# Dataset entries:
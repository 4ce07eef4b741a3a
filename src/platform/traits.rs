//! Platform collaborator contracts
//!
//! Platform-agnostic traits for the services a camera session depends on:
//! permission prompts, the capture device, geolocation, and media export.

use crate::session::CaptureConfig;
use async_trait::async_trait;
use chrono::{DateTime, Utc};
use serde::{Deserialize, Serialize};
use std::collections::HashMap;
use std::fmt;
use thiserror::Error;
use tokio::sync::oneshot;
use uuid::Uuid;

/// A platform capability the session needs permission for
#[derive(Debug, Clone, Copy, PartialEq, Eq, Hash, Serialize, Deserialize)]
#[serde(rename_all = "camelCase")]
pub enum Capability {
    Camera,
    Microphone,
    MediaLibrary,
    Location,
}

impl fmt::Display for Capability {
    fn fmt(&self, f: &mut fmt::Formatter<'_>) -> fmt::Result {
        let name = match self {
            Capability::Camera => "camera",
            Capability::Microphone => "microphone",
            Capability::MediaLibrary => "media library",
            Capability::Location => "location",
        };
        write!(f, "{}", name)
    }
}

/// Verdict of a permission request
#[derive(Debug, Clone, Copy, PartialEq, Eq, Serialize, Deserialize)]
#[serde(rename_all = "lowercase")]
pub enum PermissionStatus {
    /// Not requested yet, or the prompt has not been answered
    Unknown,
    /// The user granted access
    Granted,
    /// The user denied access
    Denied,
}

impl PermissionStatus {
    pub fn is_granted(&self) -> bool {
        matches!(self, PermissionStatus::Granted)
    }

    pub fn is_unknown(&self) -> bool {
        matches!(self, PermissionStatus::Unknown)
    }
}

impl Default for PermissionStatus {
    fn default() -> Self {
        Self::Unknown
    }
}

/// Reference to a completed recording
///
/// Owned by the session from capture completion until share, save, or
/// discard clears it.
#[derive(Debug, Clone, PartialEq, Serialize, Deserialize)]
#[serde(rename_all = "camelCase")]
pub struct MediaHandle {
    /// Unique clip ID
    pub id: Uuid,

    /// Platform URI of the stored clip
    pub uri: String,

    /// Clip duration in milliseconds
    pub duration_ms: f64,

    /// When the clip finished recording
    pub recorded_at: DateTime<Utc>,
}

impl MediaHandle {
    /// Create a handle for a clip that finished just now
    pub fn new(uri: impl Into<String>, duration_ms: f64) -> Self {
        Self {
            id: Uuid::new_v4(),
            uri: uri.into(),
            duration_ms,
            recorded_at: Utc::now(),
        }
    }
}

/// A geographic position fix
#[derive(Debug, Clone, PartialEq, Serialize, Deserialize)]
#[serde(rename_all = "camelCase")]
pub struct Coordinate {
    /// Degrees north of the equator
    pub latitude: f64,

    /// Degrees east of the prime meridian
    pub longitude: f64,

    /// Horizontal accuracy in meters, if the platform reports one
    pub accuracy_m: Option<f64>,

    /// When the fix was taken
    pub fixed_at: DateTime<Utc>,
}

impl Coordinate {
    /// Create a fix taken just now, with no accuracy estimate
    pub fn new(latitude: f64, longitude: f64) -> Self {
        Self {
            latitude,
            longitude,
            accuracy_m: None,
            fixed_at: Utc::now(),
        }
    }
}

/// Capture device errors
#[derive(Error, Debug, Clone, PartialEq, Eq)]
pub enum CaptureError {
    #[error("Capture device unavailable: {0}")]
    DeviceUnavailable(String),

    #[error("Capture interrupted: {0}")]
    Interrupted(String),
}

/// Media export errors
#[derive(Error, Debug, Clone, PartialEq, Eq)]
pub enum ExportError {
    #[error("Export rejected: {0}")]
    Rejected(String),

    #[error("Clip no longer available: {0}")]
    ClipMissing(String),
}

/// Location provider errors
#[derive(Error, Debug, Clone, PartialEq, Eq)]
pub enum LocationError {
    #[error("Location unavailable: {0}")]
    Unavailable(String),

    #[error("Position fix timed out after {0}s")]
    Timeout(u64),
}

/// One-shot token for a clip still being finalized by the device
///
/// Resolves exactly once: when the user stops the capture, or when the
/// device ends it on its own at the maximum duration.
pub type PendingClip = oneshot::Receiver<Result<MediaHandle, CaptureError>>;

/// Asynchronous permission prompts
#[async_trait]
pub trait PermissionProvider: Send + Sync {
    /// Request the given capabilities and return a verdict per capability
    ///
    /// Capabilities absent from the reply are treated as denied.
    async fn request(&self, capabilities: &[Capability]) -> HashMap<Capability, PermissionStatus>;
}

/// A camera capable of recording clips
#[async_trait]
pub trait CaptureDevice: Send {
    /// Begin recording with the given configuration
    ///
    /// Returns a receiver that resolves with the finished clip, or the
    /// capture failure, once the recording ends.
    async fn start(&mut self, config: &CaptureConfig) -> Result<PendingClip, CaptureError>;

    /// End the recording in progress
    ///
    /// A no-op when nothing is being captured, so rapid double taps on the
    /// stop control are harmless.
    async fn stop(&mut self);
}

/// One-shot geolocation lookup
#[async_trait]
pub trait LocationProvider: Send + Sync {
    /// Fetch the device's current position
    async fn fetch_position(&self) -> Result<Coordinate, LocationError>;
}

/// Dispatches finished clips to the platform share sheet or media library
#[async_trait]
pub trait MediaExporter: Send {
    /// Open the platform share flow for the clip
    async fn share(&mut self, clip: &MediaHandle) -> Result<(), ExportError>;

    /// Persist the clip into the device media library
    async fn save_to_library(&mut self, clip: &MediaHandle) -> Result<(), ExportError>;
}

# What needs to be done:
Given the word "Serialize", show every line of the records that contains it.

# Task response:
use serde::{Deserialize, Serialize};
#[derive(Debug, Clone, Copy, PartialEq, Eq, Hash, Serialize, Deserialize)]
#[derive(Debug, Clone, Copy, PartialEq, Eq, Serialize, Deserialize)]
#[derive(Debug, Clone, PartialEq, Serialize, Deserialize)]
#[derive(Debug, Clone, PartialEq, Serialize, Deserialize)]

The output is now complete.